▶ _Work instruction_
All that is needed is a count of the lines in this data that contain the word "filename".

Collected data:

Segment Open

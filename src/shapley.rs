use super::*;
use crate::default_value::ValueLookup;

fn factorial(n: usize) -> Value {
    (1..=n).map(|k| k as Value).product()
}

/// Weight `s! (n - s - 1)!` of a coalition of size `s` not containing the player.
fn weights(number_of_players: usize) -> Vec<Value> {
    (0..number_of_players)
        .map(|s| factorial(s) * factorial(number_of_players - s - 1))
        .collect()
}

fn shapley_value_with(lookup: &ValueLookup, player: Player, weights: &[Value], n_fac: Value) -> Value {
    lookup
        .marginal_contributions(player)
        .map(|(s, contribution)| contribution * weights[s.len()])
        .sum::<Value>()
        / n_fac
}

pub fn shapley_value_of_player(game: &Game, player: Player, default: impl Into<DefaultValue>) -> Result<Value> {
    game.check_player(player)?;
    let n = game.number_of_players();
    let lookup = ValueLookup::new(game, default.into());
    Ok(shapley_value_with(&lookup, player, &weights(n), factorial(n)))
}

/// The payoff vector, computed lazily one player at a time in increasing player order.
pub fn shapley_value_of_game(game: &Game, default: impl Into<DefaultValue>) -> impl Iterator<Item = Value> + '_ {
    let n = game.number_of_players();
    let (weights, n_fac) = (weights(n), factorial(n));
    let lookup = ValueLookup::new(game, default.into());
    game.players()
        .map(move |player| shapley_value_with(&lookup, player, &weights, n_fac))
}

/// Shapley value of `player`, or of every player when `player` is `None`.
pub fn shapley(game: &Game, player: Option<Player>, default: impl Into<DefaultValue>) -> Result<Allocation> {
    match player {
        Some(player) => shapley_value_of_player(game, player, default).map(Allocation::Player),
        None => Ok(Allocation::Game(shapley_value_of_game(game, default).collect())),
    }
}
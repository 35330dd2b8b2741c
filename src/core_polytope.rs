use grid::*;
use num_traits::{One, Zero};

use super::*;
use crate::default_value::ValueLookup;
use crate::polyhedron::{Rational, to_value};

/// Total payoff of the members of `coalition`.
pub fn payoff(coalition: Coalition, payoff_vector: &[Value]) -> Result<Value> {
    if let Some(last) = coalition.players().last()
        && last >= payoff_vector.len()
    {
        return Err(GameError::PayoffLength {
            expected: last + 1,
            found: payoff_vector.len(),
        });
    }
    Ok(members_payoff(coalition, payoff_vector))
}

fn members_payoff(coalition: Coalition, payoff_vector: &[Value]) -> Value {
    coalition.players().map(|player| payoff_vector[player]).sum()
}

fn check_payoff_length(game: &Game, payoff_vector: &[Value]) -> Result<()> {
    if payoff_vector.len() != game.number_of_players() {
        return Err(GameError::PayoffLength {
            expected: game.number_of_players(),
            found: payoff_vector.len(),
        });
    }
    Ok(())
}

/// Tests whether `payoff_vector` is efficient and coalitionally rational.
///
/// Efficiency is an exact comparison against the stored grand coalition value;
/// unset coalitions are filled according to `default` for the rationality constraints.
pub fn solution_in_core(game: &Game, payoff_vector: &[Value], default: impl Into<DefaultValue>) -> Result<bool> {
    check_payoff_length(game, payoff_vector)?;
    let grand = game.grand_coalition();
    if members_payoff(grand, payoff_vector) != game[grand] {
        return Ok(false);
    }
    let lookup = ValueLookup::new(game, default.into());
    Ok(game
        .all_coalitions()
        .all(|coalition| members_payoff(coalition, payoff_vector) >= lookup.get(coalition)))
}

/// The core as an exact polyhedron: one inequality `x(S) >= v(S)` per coalition
/// and the efficiency equality `x(N) = v(N)`.
pub fn core_polyhedron(game: &Game, default: impl Into<DefaultValue>) -> Result<Polyhedron> {
    let n = game.number_of_players();
    let lookup = ValueLookup::new(game, default.into());
    let exact = |coalition: Coalition| {
        Rational::from_float(lookup.get(coalition)).ok_or(GameError::NonFiniteValue(coalition))
    };

    let coalitions = game.all_coalitions().collect::<Vec<_>>();
    let mut inequalities = Grid::init(coalitions.len(), n, Rational::zero());
    let mut bounds = Vec::with_capacity(coalitions.len());
    for (row, &coalition) in coalitions.iter().enumerate() {
        for player in coalition.players() {
            inequalities[(row, player)] = Rational::one();
        }
        bounds.push(exact(coalition)?);
    }
    let equalities = Grid::init(1, n, Rational::one());
    let efficiency = vec![exact(game.grand_coalition())?];
    Ok(Polyhedron::new(n, inequalities, bounds, equalities, efficiency))
}

pub fn core_is_empty(
    game: &Game,
    backend: &impl PolyhedronBackend,
    default: impl Into<DefaultValue>,
) -> Result<bool> {
    backend.is_empty(&core_polyhedron(game, default)?)
}

/// Vertices of the core in lexicographic order.
pub fn core_vertices(
    game: &Game,
    backend: &impl PolyhedronBackend,
    default: impl Into<DefaultValue>,
) -> Result<Vec<Vec<Value>>> {
    let mut vertices = backend.vertices(&core_polyhedron(game, default)?)?;
    vertices.sort();
    Ok(vertices
        .iter()
        .map(|vertex| vertex.iter().map(to_value).collect())
        .collect())
}

pub fn core_contains_integer_point(
    game: &Game,
    backend: &impl PolyhedronBackend,
    default: impl Into<DefaultValue>,
) -> Result<bool> {
    backend.contains_integer_point(&core_polyhedron(game, default)?)
}

#[cfg(test)]
mod tests {
    use super::*;
    use std::sync::LazyLock;

    static SPLIT: LazyLock<Game> = LazyLock::new(|| {
        let mut game = Game::new(2).unwrap();
        game.set_values([(vec![0usize], 0.0), (vec![1], 0.0), (vec![0, 1], 1.0)]).unwrap();
        game
    });

    static SQUARE: LazyLock<Game> = LazyLock::new(|| {
        let mut game = Game::new(3).unwrap();
        for coalition in game.all_coalitions() {
            game[coalition] = (coalition.len() * coalition.len()) as Value;
        }
        game
    });

    static MAJORITY: LazyLock<Game> = LazyLock::new(|| {
        let mut game = Game::new(3).unwrap();
        for coalition in game.all_coalitions() {
            game[coalition] = if coalition.len() >= 2 { 1.0 } else { 0.0 };
        }
        game
    });

    #[test]
    fn test_payoff() {
        assert_eq!(payoff(Coalition::from_players([0]).unwrap(), &[1.0, 2.0]).unwrap(), 1.0);
        assert_eq!(payoff(Coalition::from_players([1]).unwrap(), &[1.0, 2.0]).unwrap(), 2.0);
        assert_eq!(payoff(Coalition::from_players([0, 1]).unwrap(), &[1.0, 2.0]).unwrap(), 3.0);
        assert_eq!(payoff(Coalition::EMPTY, &[]).unwrap(), 0.0);
    }

    #[test]
    fn test_payoff_of_missing_player() {
        assert!(matches!(
            payoff(Coalition::from_players([0, 2]).unwrap(), &[1.0, 2.0]),
            Err(GameError::PayoffLength { expected: 3, found: 2 })
        ));
        assert!(matches!(
            payoff(Coalition::from_players([0]).unwrap(), &[]),
            Err(GameError::PayoffLength { expected: 1, found: 0 })
        ));
    }

    #[test]
    fn test_solution_in_core() {
        assert!(solution_in_core(&SPLIT, &[0.5, 0.5], DefaultValue::Implicit).unwrap());
        assert!(!solution_in_core(&SPLIT, &[0.5, 0.4], DefaultValue::Implicit).unwrap());
        assert!(!solution_in_core(&SPLIT, &[1.0, 5.0], DefaultValue::Implicit).unwrap());
        assert!(matches!(
            solution_in_core(&SPLIT, &[1.0], DefaultValue::Implicit),
            Err(GameError::PayoffLength { expected: 2, found: 1 })
        ));
    }

    #[test]
    fn test_solution_in_core_with_default_value() {
        let mut game = Game::new(2).unwrap();
        game.set_value(vec![0usize, 1], 1.0).unwrap();
        assert!(solution_in_core(&game, &[0.5, 0.5], DefaultValue::Implicit).unwrap());
        assert!(!solution_in_core(&game, &[0.5, 0.5], 0.6).unwrap());
        assert!(solution_in_core(&game, &[0.5, 0.5], 0.5).unwrap());
    }

    #[test]
    fn test_core_polyhedron() {
        let polyhedron = core_polyhedron(&SPLIT, DefaultValue::Implicit).unwrap();
        assert_eq!(polyhedron.dimension(), 2);
        let (a, b) = polyhedron.inequalities();
        assert_eq!(a.rows(), 4);
        assert_eq!(b.len(), 4);
        assert_eq!(b[3], Rational::one());
        assert!(a.iter_row(0).all(|x| x.is_zero()));
        let (e, f) = polyhedron.equalities();
        assert_eq!(e.rows(), 1);
        assert_eq!(f, [Rational::one()]);

        let mut game = Game::new(1).unwrap();
        game.set_value(0usize, Value::INFINITY).unwrap();
        assert!(matches!(
            core_polyhedron(&game, DefaultValue::Implicit),
            Err(GameError::NonFiniteValue(_))
        ));
    }

    #[test]
    fn test_core_vertices() {
        assert_eq!(
            core_vertices(&SPLIT, &ExactBackend, DefaultValue::Implicit).unwrap(),
            [vec![0.0, 1.0], vec![1.0, 0.0]]
        );
        let vertices = core_vertices(&SQUARE, &ExactBackend, DefaultValue::Implicit).unwrap();
        assert_eq!(vertices.len(), 6);
        assert_eq!(vertices[0], [1.0, 3.0, 5.0]);
        assert!(vertices.iter().all(|v| v.iter().sum::<Value>() == 9.0));
        assert!(vertices.iter().all(|v| solution_in_core(&SQUARE, v, DefaultValue::Implicit).unwrap()));
    }

    #[test]
    fn test_core_is_empty() {
        assert!(!core_is_empty(&SPLIT, &ExactBackend, DefaultValue::Implicit).unwrap());
        assert!(!core_is_empty(&SQUARE, &ExactBackend, DefaultValue::Implicit).unwrap());
        assert!(core_is_empty(&MAJORITY, &ExactBackend, DefaultValue::Implicit).unwrap());
    }

    #[test]
    fn test_core_contains_integer_point() {
        assert!(core_contains_integer_point(&SPLIT, &ExactBackend, DefaultValue::Implicit).unwrap());
        assert!(!core_contains_integer_point(&MAJORITY, &ExactBackend, DefaultValue::Implicit).unwrap());
        let mut game = Game::new(2).unwrap();
        game.set_values([(vec![0usize], 0.5), (vec![1], 0.5), (vec![0, 1], 1.0)]).unwrap();
        assert_eq!(
            core_vertices(&game, &ExactBackend, DefaultValue::Implicit).unwrap(),
            [vec![0.5, 0.5]]
        );
        assert!(!core_contains_integer_point(&game, &ExactBackend, DefaultValue::Implicit).unwrap());
    }

    fn by_size(number_of_players: usize, value: impl Fn(usize) -> Value) -> Game {
        let mut game = Game::new(number_of_players).unwrap();
        for coalition in game.all_coalitions() {
            game[coalition] = value(coalition.len());
        }
        game
    }

    #[test]
    fn test_core_of_larger_games() {
        // v(S) = |S|^2 is strictly convex: every marginal vector is a distinct vertex
        let square = by_size(5, |s| (s * s) as Value);
        let vertices = core_vertices(&square, &ExactBackend, DefaultValue::Implicit).unwrap();
        assert_eq!(vertices.len(), 120);
        assert_eq!(vertices[0], [1.0, 3.0, 5.0, 7.0, 9.0]);
        assert!(vertices.iter().all(|v| solution_in_core(&square, v, DefaultValue::Implicit).unwrap()));

        for n in [6, 7] {
            let square = by_size(n, |s| (s * s) as Value);
            assert!(!core_is_empty(&square, &ExactBackend, DefaultValue::Implicit).unwrap());
            let majority = by_size(n, |s| if 2 * s > n { 1.0 } else { 0.0 });
            assert!(core_is_empty(&majority, &ExactBackend, DefaultValue::Implicit).unwrap());
        }
    }

    #[test]
    fn test_integer_search_with_large_values() {
        let scale = 1e6;
        // x0 + x1 = scale + 1/2 over the non-negative quadrant
        let mut game = Game::new(2).unwrap();
        game.set_values([(vec![0usize], 0.0), (vec![1], 0.0), (vec![0, 1], scale + 0.5)]).unwrap();
        assert!(!core_is_empty(&game, &ExactBackend, DefaultValue::Implicit).unwrap());
        assert!(!core_contains_integer_point(&game, &ExactBackend, DefaultValue::Implicit).unwrap());

        // x0 is pinned to scale + 1/2 while x1 + x2 ranges over a long segment
        let mut game = Game::new(3).unwrap();
        game.set_values([
            (vec![0usize], scale + 0.5),
            (vec![1], 0.0),
            (vec![2], 0.0),
            (vec![0, 1], 0.0),
            (vec![0, 2], 0.0),
            (vec![1, 2], scale + 0.5),
            (vec![0, 1, 2], 2.0 * scale + 1.0),
        ])
        .unwrap();
        assert!(!core_is_empty(&game, &ExactBackend, DefaultValue::Implicit).unwrap());
        assert!(!core_contains_integer_point(&game, &ExactBackend, DefaultValue::Implicit).unwrap());

        let mut game = by_size(3, |s| if s == 3 { 3.0 * scale } else { 0.0 });
        assert!(core_contains_integer_point(&game, &ExactBackend, DefaultValue::Implicit).unwrap());
        game.set_value(vec![0usize, 1, 2], 3.0 * scale + 0.25).unwrap();
        assert!(!core_contains_integer_point(&game, &ExactBackend, DefaultValue::Implicit).unwrap());
    }

    #[test]
    fn test_unavailable_backend() {
        assert!(matches!(
            core_is_empty(&SPLIT, &UnavailableBackend, DefaultValue::Implicit),
            Err(GameError::Unavailable(_))
        ));
        assert!(matches!(
            core_vertices(&SPLIT, &UnavailableBackend, DefaultValue::Implicit),
            Err(GameError::Unavailable(_))
        ));
        assert!(matches!(
            core_contains_integer_point(&SPLIT, &UnavailableBackend, DefaultValue::Implicit),
            Err(GameError::Unavailable(_))
        ));
        assert!(solution_in_core(&SPLIT, &[0.5, 0.5], DefaultValue::Implicit).unwrap());
    }
}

Segment Closed

▶ _Your solution_
2